A literatura é um produto cultural de um contexto e de um tempo demarcados. Em alguns casos, a literatura — embora ficcional — ajuda a entender os problemas e as vicissitudes da condição humana, possibilitando uma compreensão mais aprofundada dos nossos dramas tão hodiernos e tão existenciais. Por isso, é fundamental o direito à literatura.
Em 1988, no cenário da Constituinte brasileira que estava em discussão, o historiador e crítico literário Antonio Candido escreveu o seu ensaio O direito à literatura. Na época, a circunstância histórica era bem específica: recente fim do regime civil-militar, marcado pela terrível prática institucionalizada da censura, pelos mais diferentes atentados aos direitos humanos cometidos por agentes do Estado e pela violência gerada por todo esse clima.
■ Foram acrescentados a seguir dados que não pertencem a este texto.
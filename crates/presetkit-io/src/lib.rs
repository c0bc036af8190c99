//! VST3 preset container I/O for presetkit.
//!
//! This crate provides:
//!
//! - **Container parsing**: [`PresetReader`] validates the fixed header and the
//!   whole chunk directory up front
//! - **Chunk access**: [`PresetReader::chunk`] and the `Comp` / `Cont` / `Info`
//!   helpers read validated byte ranges
//! - **File helper**: [`open_preset`] opens a buffered `.vstpreset` file
//!
//! Byte order is chosen by the caller through
//! [`Endianness`](presetkit_core::Endianness); the format does not declare it.
//!
//! ## Quick Start
//!
//! ```rust,ignore
//! use presetkit_core::{Endianness, PresetDecoder};
//! use presetkit_io::open_preset;
//!
//! let mut preset = open_preset("Init.vstpreset", Endianness::Little)?;
//! let state = preset.component_state()?;
//! let decoded = PresetDecoder::new(Endianness::Little).decode(&schema, &state)?;
//! ```

mod chunk;
mod reader;

pub use chunk::{ChunkEntry, ChunkId};
pub use reader::{
    DIRECTORY_ENTRY_SIZE, HEADER_MAGIC, HEADER_SIZE, PresetContainer, PresetReader, open_preset,
};

/// Error types for preset container operations.
#[derive(Debug, thiserror::Error)]
pub enum Error {
    /// The file does not start with `VST3`.
    #[error("bad magic {}: not a VST3 preset", ChunkId(*found))]
    BadMagic {
        /// The first four bytes of the file.
        found: [u8; 4],
    },

    /// The file ends before a required field.
    #[error("truncated file: {what} needs {needed} bytes, file has {len}")]
    TruncatedFile {
        /// Field being read.
        what: &'static str,
        /// File length required to read it.
        needed: u64,
        /// Actual file length.
        len: u64,
    },

    /// A chunk directory entry is out of bounds or duplicated.
    #[error("invalid chunk directory entry '{id}': {reason}")]
    InvalidChunkDirectory {
        /// Offending chunk id.
        id: ChunkId,
        /// Description of the problem.
        reason: String,
    },

    /// The requested chunk is not listed in the directory.
    #[error("chunk '{0}' not found")]
    ChunkNotFound(ChunkId),

    /// Standard I/O error.
    #[error("IO error: {0}")]
    Io(#[from] std::io::Error),
}

/// Convenience result type for container operations.
pub type Result<T> = std::result::Result<T, Error>;
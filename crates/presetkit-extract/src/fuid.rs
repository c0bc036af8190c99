//! Processor class id from `fuid.hpp`.

use crate::source::{PreparedSource, Scanner, find_word, split_top_level};

/// Extract the processor GUID from a declaration such as
///
/// ```cpp
/// static const FUID ProcessorUID(0x41347FD6, 0xFED64094, 0xAFBB12B7, 0xDBA1D441);
/// ```
///
/// Returns the four 32-bit words as 32 uppercase hex characters, the same
/// text a preset stores as its class id. `None` if the declaration is missing
/// or any word is not a hex literal of at most eight digits.
pub fn extract_processor_uid(source: &str) -> Option<String> {
    let prepared = PreparedSource::new(source);
    let text = prepared.text();

    let mut from = 0;
    while let Some(at) = find_word(text, "ProcessorUID", from) {
        from = at + "ProcessorUID".len();
        let mut s = Scanner::at(text, from);
        s.skip_ws();
        let Some(args) = s.balanced(b'(', b')') else {
            continue;
        };
        let Some([a, b, c, d]) = parse_words(args) else {
            continue;
        };
        return Some(format!("{a:08X}{b:08X}{c:08X}{d:08X}"));
    }
    None
}

/// Four comma separated hex literals.
fn parse_words(args: &str) -> Option<[u32; 4]> {
    let words = split_top_level(args);
    if words.len() != 4 {
        return None;
    }
    let mut parts = [0u32; 4];
    for (part, word) in parts.iter_mut().zip(words) {
        let word = word.trim();
        let digits = word.strip_prefix("0x").or_else(|| word.strip_prefix("0X"))?;
        *part = u32::from_str_radix(digits.trim_end_matches(['u', 'U', 'l', 'L']), 16).ok()?;
    }
    Some(parts)
}
//! Second pass: parameter construction statements.
//!
//! Recognized form:
//!
//! ```cpp
//! value[ID::gain] = std::make_unique<DecibelValue>(default, scale, "gain", flags);
//! ```

use crate::error::{ExtractError, Result};
use crate::source::{PreparedSource, Scanner, find_word, split_top_level};

/// One `value[ID::x] = std::make_unique<Kind>(...)` statement.
#[derive(Debug, Clone, PartialEq, Eq)]
pub struct Construction {
    /// Subscript with the `ID::` qualifier removed (`gain`, `osc0 + idx`).
    pub subscript: String,
    /// Value kind without template arguments (`UIntValue`, `DecibelValue`).
    pub kind: String,
    /// Default value expression.
    pub default: String,
    /// Scale expression.
    pub scale: String,
    /// Display name argument as written.
    pub label: String,
    /// Flags: every argument after the name, comma separated.
    pub flags: String,
    /// 1-based line of the statement.
    pub line: usize,
}

/// Scan `source` for constructions into the array named `target`.
///
/// Subscripts without an `ID::` qualifier (`value[id]`) and assignments from
/// anything other than `std::make_unique` are not constructions and are
/// skipped.
pub fn scan(source: &PreparedSource, target: &str) -> Result<Vec<Construction>> {
    let text = source.text();
    let mut found = Vec::new();
    let mut from = 0;

    while let Some(at) = find_word(text, target, from) {
        from = at + target.len();
        let line = source.line_of(at);
        let mut s = Scanner::at(text, from);
        s.skip_ws();
        let Some(subscript) = s.balanced(b'[', b']') else {
            continue;
        };
        let Some(subscript) = strip_id_qualifier(subscript) else {
            continue;
        };
        s.skip_ws();
        if !s.eat("=") || s.peek() == Some(b'=') {
            continue;
        }
        s.skip_ws();
        if !s.eat("std::make_unique") {
            tracing::debug!(line, subscript, "assignment is not a construction, skipped");
            continue;
        }
        s.skip_ws();

        let malformed = |reason: &str| ExtractError::MalformedConstruction {
            name: subscript.to_string(),
            line,
            reason: reason.to_string(),
        };

        let kind = s
            .balanced(b'<', b'>')
            .ok_or_else(|| malformed("unterminated template argument"))?;
        s.skip_ws();
        let args = s
            .balanced(b'(', b')')
            .ok_or_else(|| malformed("unterminated argument list"))?;

        let args: Vec<String> = split_top_level(args).into_iter().map(normalize).collect();
        if args.len() < 4 {
            return Err(malformed(&format!(
                "expected default, scale, name and flags, found {} argument(s)",
                args.len()
            )));
        }

        found.push(Construction {
            subscript: normalize(subscript),
            kind: kind_name(kind).to_string(),
            default: args[0].clone(),
            scale: args[1].clone(),
            label: args[2].clone(),
            flags: args[3..].join(", "),
            line,
        });
        from = s.pos();
    }

    tracing::debug!(count = found.len(), target, "scanned constructions");
    Ok(found)
}

/// `ID::gain` → `gain`; `ParameterID::ID::osc0 + idx` → `osc0 + idx`.
fn strip_id_qualifier(subscript: &str) -> Option<&str> {
    let subscript = subscript.trim();
    let (_, rest) = subscript.rsplit_once("ID::")?;
    Some(rest)
}

/// `DoubleValue<SomeDSP::LinearScale<double>>` → `DoubleValue`;
/// `Steinberg::UIntValue` → `UIntValue`.
fn kind_name(kind: &str) -> &str {
    let outer = kind.split('<').next().unwrap_or(kind).trim();
    outer.rsplit("::").next().unwrap_or(outer).trim()
}

/// Collapse whitespace runs to single spaces.
fn normalize(text: &str) -> String {
    text.split_whitespace().collect::<Vec<_>>().join(" ")
}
Essa conjuntura levou Candido, então professor na Faculdade de Filosofia, Letras e Ciências Humanas da Universidade de São Paulo (USP), a realizar uma conferência, em sessão plenária do Congresso Nacional, e defender a tese de que a literatura era um dos direitos humanos. Deve-se considerar que o tema dos direitos humanos — naquele momento histórico em que se havia deixado para trás o antigo regime de exceção — era urgente, em todos os âmbitos da vida brasileira, pois, no bojo das medidas aprovadas pela Assembleia Constituinte, estavam o fim da censura e da tortura e a defesa intransigente da liberdade de expressão.
Em seu texto, Candido defendia que a literatura humaniza e transforma o ser humano, e eis o que ele compreendia por humanização literária: “Entendo aqui por humanização (já que tenho falado tanto nela) o processo que confirma no homem aqueles traços que reputamos essenciais, como o exercício da reflexão, a aquisição do saber, a boa disposição para com o próximo, o afinamento das emoções, a capacidade de penetrar nos problemas da vida, o senso da beleza, a percepção da complexidade do mundo e dos seres. A literatura desenvolve em nós a quota de humanidade na medida em que nos torna mais compreensivos e abertos para a natureza, a sociedade, o semelhante”.
O crítico é claro nas suas ideias, enfatizando que não podemos ceder às forças que desumanizam o homem e a sociedade. Nisso está o papel positivo das expressões artísticas, particularmente a literatura, pois esta “desenvolve em nós a quota de humanidade na medida em que nos torna mais compreensivos e abertos para a natureza, a sociedade, o semelhante”. Nesse afã, sabemos do papel poderoso da ficção, pois esta, ao contrário de ser concebida como uma simples mentira, deve ser vista como uma criação. Sim, a ficção semeia um outro mundo possível, propõe uma nova concepção da verdade, já que existe uma verdade da/na ficção.
Neste artigo, consideramos a ficção literária nos mais diferentes tipos de gêneros literários: narrativa, poesia e drama — a classificação básica aristotélica, pois esta é ampla e abrangente. E Candido apresenta os efeitos e sintomas (sempre nefastos) de uma sociedade sem acesso à literatura, particularmente a nossa: “O que há de grave numa sociedade como a brasileira é que o homem simples do povo está praticamente privado da possibilidade de conhecer e aproveitar a leitura de Machado de Assis ou Mário de Andrade. Para ele, ficam a literatura de massa, o folclore, a sabedoria espontânea, a canção popular, o provérbio. Estas modalidades são importantes e nobres, mas é grave considerá-las como suficientes para a grande maioria que, devido à pobreza e à ignorância, é impedida de chegar às obras eruditas”.
Concordamos com as ideias e propostas do eminente crítico literário, formador de tantas gerações nos cursos de Letras da USP e de outras instituições. É mister que os poderes públicos, especialmente as secretarias de Educação das diferentes instâncias das administrações municipais, estaduais e federal, garantam políticas e ações práticas para a formação de leitores. É também importante que a iniciativa privada faça a sua parte. Infelizmente, o livro impresso, no Brasil, é um dos mais caros do mundo! Não é raro testemunharmos valores exorbitantes cobrados por editoras e livrarias, dificultando o acesso de muitos a esse bem que ajuda a dar sentido à nossa caminhada — a literatura em suas mais diferentes expressões.